Thomas Beaney is a GP registrar and academic clinical fellow in primary care at Imperial College interested in the interface between primary care, public health and health policy. He is on Twitter: @DrThomasBeaney

Jonny Clarke is a Sir Henry Wellcome Postdoctoral Fellow and former surgical trainee at Imperial College, whose work focusses on understanding the complex dynamics between patients and organisations within the healthcare system. He is on Twitter: @Jonny_M_Clarke

For GPs to engage effectively and proactively in population health we need to understand not only who the population is, but also where they live. In this blog, we discuss our recent work exploring how upscaling GPs into Primary Care Networks (PCNs) can facilitate the provision of local place-based population healthcare.

General practice is well-positioned to identify and intervene in the wider determinants of health.

General practice is well-positioned to identify and intervene in the wider determinants of health.° Many of the ingredients are already in place: registered patient lists, extensive data, and the ability to engage both proactively and opportunistically with patients. But in contrast to public health bodies, primary care’s responsibilities lie with their registered patients, rather than a geographical area. How easy is it to engage in public health activities without an understanding of the local area across which GPs operate? Engagement with the wider determinants of health, such as housing, fast-food and air pollution, relies upon understanding local needs and idiosyncrasies, and requires a defined area of responsibility.

With the formation of PCNs in 2019 operating on broader geographical footprints, there is an expectation they will become key players in population health° management and in anchoring community providers.° The collaborations enabled by their formation have already shown benefits during the COVID-19 response,° with PCNs adapting dynamically to the local needs of their communities with respect to prescribing, testing and shielding of vulnerable patients.

In our recent article in BMJ Open° we used network-based clustering methods to identify how PCNs would best maximise the representation of their populations and understand their geographies, in order to better support the provision of population healthcare through primary care.

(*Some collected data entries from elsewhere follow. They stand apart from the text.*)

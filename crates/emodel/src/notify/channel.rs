//! Listener registration and fan-out.

use std::collections::VecDeque;
use std::fmt;
use std::panic::{self, AssertUnwindSafe};
use std::sync::Arc;
use std::sync::atomic::{AtomicBool, AtomicU64, Ordering};

use parking_lot::Mutex;

use super::{EventType, Notification, NotifierId};
use crate::error::ListenerError;
use crate::limits::MAX_RETAINED_FAILURES;

/// Receives notifications from a [`Channel`].
///
/// Listeners run synchronously on the mutating thread, after the change is
/// committed. Returning an error does not undo the change and does not stop
/// delivery to the listeners registered after this one. A panic is caught and
/// recorded as a failure in the same way.
pub trait Listener: Send + Sync {
    fn notify_changed(&self, notification: &Notification) -> Result<(), ListenerError>;

    /// Called once the listener has been attached to a notifier.
    fn on_attached(&self, _notifier: NotifierId) {}

    /// Called once the listener has been detached from a notifier.
    fn on_detached(&self, _notifier: NotifierId) {}
}

impl<F> Listener for F
where
    F: Fn(&Notification) -> Result<(), ListenerError> + Send + Sync,
{
    fn notify_changed(&self, notification: &Notification) -> Result<(), ListenerError> {
        self(notification)
    }
}

/// Handle returned by [`Channel::attach`], used to detach the listener again.
#[derive(Debug, Clone, Copy, PartialEq, Eq, Hash, PartialOrd, Ord)]
pub struct ListenerId(u64);

/// A listener error recorded during fan-out.
#[derive(Debug, Clone, PartialEq)]
pub struct DeliveryFailure {
    pub listener: ListenerId,
    pub kind: EventType,
    pub error: ListenerError,
}

/// Ordered set of listeners attached to one notifier.
///
/// A channel is shared (cheap to clone) between a notifier and the containers
/// it owns, so that a list inside an object reports through the object's
/// listeners. A channel may forward to an upstream channel, which is how a
/// resource observes every object it holds.
#[derive(Clone)]
pub struct Channel {
    inner: Arc<ChannelInner>,
}

struct ChannelInner {
    notifier: NotifierId,
    listeners: Mutex<Vec<(ListenerId, Arc<dyn Listener>)>>,
    next_id: AtomicU64,
    deliver: AtomicBool,
    failures: Mutex<VecDeque<DeliveryFailure>>,
    failure_count: AtomicU64,
    upstream: Option<Channel>,
}

impl Channel {
    /// Creates a channel for the given notifier.
    pub fn new(notifier: NotifierId) -> Self {
        Self::build(notifier, None)
    }

    /// Creates a channel for a standalone container.
    pub fn detached() -> Self {
        Self::new(NotifierId::Detached)
    }

    /// Creates a channel that forwards every notification to `upstream` after
    /// its own listeners have run.
    pub(crate) fn with_upstream(notifier: NotifierId, upstream: &Channel) -> Self {
        Self::build(notifier, Some(upstream.clone()))
    }

    fn build(notifier: NotifierId, upstream: Option<Channel>) -> Self {
        Self {
            inner: Arc::new(ChannelInner {
                notifier,
                listeners: Mutex::new(Vec::new()),
                next_id: AtomicU64::new(0),
                deliver: AtomicBool::new(true),
                failures: Mutex::new(VecDeque::new()),
                failure_count: AtomicU64::new(0),
                upstream,
            }),
        }
    }

    pub fn notifier(&self) -> NotifierId {
        self.inner.notifier
    }

    /// Registers a listener. Listeners are invoked in registration order.
    pub fn attach(&self, listener: Arc<dyn Listener>) -> ListenerId {
        let id = ListenerId(self.inner.next_id.fetch_add(1, Ordering::Relaxed));
        self.inner.listeners.lock().push((id, listener.clone()));
        listener.on_attached(self.inner.notifier);
        id
    }

    /// Removes a listener. Returns false if it was not attached.
    pub fn detach(&self, id: ListenerId) -> bool {
        let removed = {
            let mut listeners = self.inner.listeners.lock();
            listeners
                .iter()
                .position(|(lid, _)| *lid == id)
                .map(|pos| listeners.remove(pos).1)
        };
        match removed {
            Some(listener) => {
                listener.on_detached(self.inner.notifier);
                true
            }
            None => false,
        }
    }

    pub fn listener_count(&self) -> usize {
        self.inner.listeners.lock().len()
    }

    /// Returns whether notifications are currently delivered.
    pub fn deliver(&self) -> bool {
        self.inner.deliver.load(Ordering::Relaxed)
    }

    /// Turns delivery on or off. Mutations still happen while delivery is off;
    /// they are simply not reported.
    pub fn set_deliver(&self, deliver: bool) {
        self.inner.deliver.store(deliver, Ordering::Relaxed);
    }

    /// Returns true if a notification sent now would reach at least one listener.
    ///
    /// Containers check this before building a notification.
    pub fn is_notification_required(&self) -> bool {
        if !self.deliver() {
            return false;
        }
        if !self.inner.listeners.lock().is_empty() {
            return true;
        }
        self.inner
            .upstream
            .as_ref()
            .is_some_and(Channel::is_notification_required)
    }

    /// Delivers a notification to every listener, then to the upstream channel.
    ///
    /// Returns the number of listeners that failed on this channel and its
    /// upstream chain. Failures are logged, and the most recent
    /// [`MAX_RETAINED_FAILURES`] are kept until [`Channel::take_failures`].
    pub fn notify(&self, notification: &Notification) -> usize {
        if !self.deliver() {
            return 0;
        }

        // Snapshot so listeners may attach/detach while being notified.
        let listeners: Vec<(ListenerId, Arc<dyn Listener>)> =
            self.inner.listeners.lock().clone();

        let mut failed = 0;
        for (id, listener) in listeners {
            let outcome = panic::catch_unwind(AssertUnwindSafe(|| {
                listener.notify_changed(notification)
            }))
            .unwrap_or_else(|cause| Err(ListenerError::new(panic_message(&*cause))));
            if let Err(error) = outcome {
                tracing::warn!(
                    notifier = ?self.inner.notifier,
                    kind = %notification.kind(),
                    feature = notification.feature().unwrap_or(""),
                    listener = id.0,
                    "listener failed: {}", error
                );
                self.record_failure(DeliveryFailure {
                    listener: id,
                    kind: notification.kind(),
                    error,
                });
                failed += 1;
            }
        }

        if let Some(upstream) = &self.inner.upstream {
            failed += upstream.notify(notification);
        }
        failed
    }

    fn record_failure(&self, failure: DeliveryFailure) {
        self.inner.failure_count.fetch_add(1, Ordering::Relaxed);
        let mut failures = self.inner.failures.lock();
        if failures.len() == MAX_RETAINED_FAILURES {
            failures.pop_front();
        }
        failures.push_back(failure);
    }

    /// Drains the retained listener failures, oldest first.
    pub fn take_failures(&self) -> Vec<DeliveryFailure> {
        std::mem::take(&mut *self.inner.failures.lock()).into()
    }

    /// Number of listener failures on this channel since it was created,
    /// including those no longer retained.
    pub fn failure_count(&self) -> u64 {
        self.inner.failure_count.load(Ordering::Relaxed)
    }

    /// Returns true if both handles refer to the same channel.
    pub fn same_channel(&self, other: &Channel) -> bool {
        Arc::ptr_eq(&self.inner, &other.inner)
    }
}

fn panic_message(cause: &(dyn std::any::Any + Send)) -> String {
    let detail = cause
        .downcast_ref::<&str>()
        .copied()
        .or_else(|| cause.downcast_ref::<String>().map(String::as_str))
        .unwrap_or("non-string payload");
    format!("listener panicked: {detail}")
}

impl Default for Channel {
    fn default() -> Self {
        Self::detached()
    }
}

impl fmt::Debug for Channel {
    fn fmt(&self, f: &mut fmt::Formatter<'_>) -> fmt::Result {
        f.debug_struct("Channel")
            .field("notifier", &self.inner.notifier)
            .field("listeners", &self.listener_count())
            .field("deliver", &self.deliver())
            .field("upstream", &self.inner.upstream.is_some())
            .finish()
    }
}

Click the image to visit a full interactive version of this map

We found extensive overlap of the boundaries in which the population registered at each GP lives. This was particularly the case in urban areas with a high density of practices, and a relatively mobile patient population. Our study found that on average in London, within each small geographical unit, (Lower Layer Super Output Area, consisting of around 1,500 people) an average of five different GP practices provide primary care, with 5% receiving care from ten or more practices, which may hamper the ability of primary care to contribute meaningfully and efficiently to population health.

We found that by grouping GPs into larger communities in the form of PCNs using a purely data-driven approach, the local population coverage was much improved compared to that achieved by individual practices alone. Within the geography assigned to each PCN, on average 70% of the population were registered to a practice within the PCN, albeit with a wide range from only 45% in some areas to 91% in others. The interactive map displays how these PCNs in London emerged, along with the assigned geographies, which are exclusive to each.

The case for GP involvement in the health of their local communities has never been stronger

The emergence of ‘digital first’ primary care providers, like ‘GP at hand’, potentially disrupt the traditional community-focused notion of primary care, given patients can be registered and consult with a GP many miles from the physical location of the surgery. The move towards remote primary care has been further boosted during the COVID-19 pandemic, with a significant increase in the proportion of telephone appointments and a push towards a ‘total triage’ model.° While this may benefit some patients, particularly those who are younger and with fewer co-morbidities, a decline in place-based care may impair the ability of GPs to understand and intervene in population health locally.

PCNs are still in the process of defining their roles and responsibilities, but over the course of a few months, many have been thrust into the centre of the primary care response to the COVID-19 pandemic. For their role in population health to be fully realised, an understanding is needed of both ‘who’ this population refers to, and ‘where’ this population resides, and our tool may aid in this purpose. Place-based delivery of care is under threat, but the case for GP involvement in the health of their local communities has never been stronger and we must preserve the community orientation of primary care.